The malware, dubbed “Agent Smith” by researchers at Check Point Research, disguises itslef as an official Google-related application to get embedded on a victim’s device.
It then exploits known Android vulnerabilities and automatically replaces installed apps – such as WhatsApp – with malicious versions without users’ knowledge or interaction, before showing fraudulent ads to the user, earning money for the criminals behind the operation.
Check Point says that around 25 million devices have already been infected by the Agent Smith malware – 15 million of which in India, where it appeared on popular third-party app store 9Apps, but also in the UK, Australia and US.
The researchers say that although at the moment the malware may be more annoying than damaging, its effects could be used for far more intrusive and harmful purposes such as banking credential theft and eavesdropping.
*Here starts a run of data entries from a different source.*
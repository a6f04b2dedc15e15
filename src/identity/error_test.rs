use super::*;

#[test]
fn unknown_identity_and_bad_secret_are_invalid_credentials() {
    assert_eq!(AuthError::from_provider_kind("UserNotFoundException"), AuthError::InvalidCredentials);
    assert_eq!(AuthError::from_provider_kind("NotAuthorizedException"), AuthError::InvalidCredentials);
}

#[test]
fn namespaced_kind_is_stripped() {
    assert_eq!(
        AuthError::from_provider_kind("com.amazonaws.cognito.identity.idp.model#CodeMismatchException"),
        AuthError::InvalidCode
    );
}

#[test]
fn every_documented_kind_maps() {
    let cases = [
        ("UserNotConfirmedException", AuthError::VerificationRequired),
        ("PasswordResetRequiredException", AuthError::ResetRequired),
        ("TooManyRequestsException", AuthError::RateLimited),
        ("LimitExceededException", AuthError::RateLimited),
        ("TooManyFailedAttemptsException", AuthError::RateLimited),
        ("ExpiredCodeException", AuthError::ExpiredCode),
        ("InvalidPasswordException", AuthError::WeakPassword),
    ];
    for (kind, expected) in cases {
        assert_eq!(AuthError::from_provider_kind(kind), expected, "{kind}");
    }
}

#[test]
fn unknown_kind_is_generic_failure() {
    assert_eq!(AuthError::from_provider_kind("InternalErrorException"), AuthError::Failed);
    assert_eq!(AuthError::from_provider_kind(""), AuthError::Failed);
}

#[test]
fn messages_are_user_facing() {
    assert_eq!(AuthError::InvalidCredentials.to_string(), "Invalid email or password");
    assert_eq!(AuthError::RateLimited.to_string(), "Too many attempts. Please try again later");
    assert_eq!(AuthError::Failed.to_string(), "An error occurred. Please try again.");
    assert!(AuthError::WeakPassword.to_string().contains("8+ chars"));
}

#[test]
fn messages_never_carry_provider_identifiers() {
    for err in [
        AuthError::InvalidCredentials,
        AuthError::VerificationRequired,
        AuthError::ResetRequired,
        AuthError::RateLimited,
        AuthError::InvalidCode,
        AuthError::ExpiredCode,
        AuthError::WeakPassword,
        AuthError::Failed,
    ] {
        assert!(!err.to_string().contains("Exception"), "{err:?}");
    }
}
“The malware attacks user-installed applications silently, making it challenging for common Android users to combat such threats on their own,” said Jonathan Shimonovich, head of mobile threat detection research at Check Point Software Technologies.
“Combining advanced threat prevention and threat intelligence while adopting a ‘hygiene first’ approach to safeguard digital assets is the best protection against invasive mobile malware attacks like “Agent Smith”. In addition, users should only be downloading apps from trusted app stores to mitigate the risk of infection as third party app stores often lack the security measures required to block adware loaded apps.”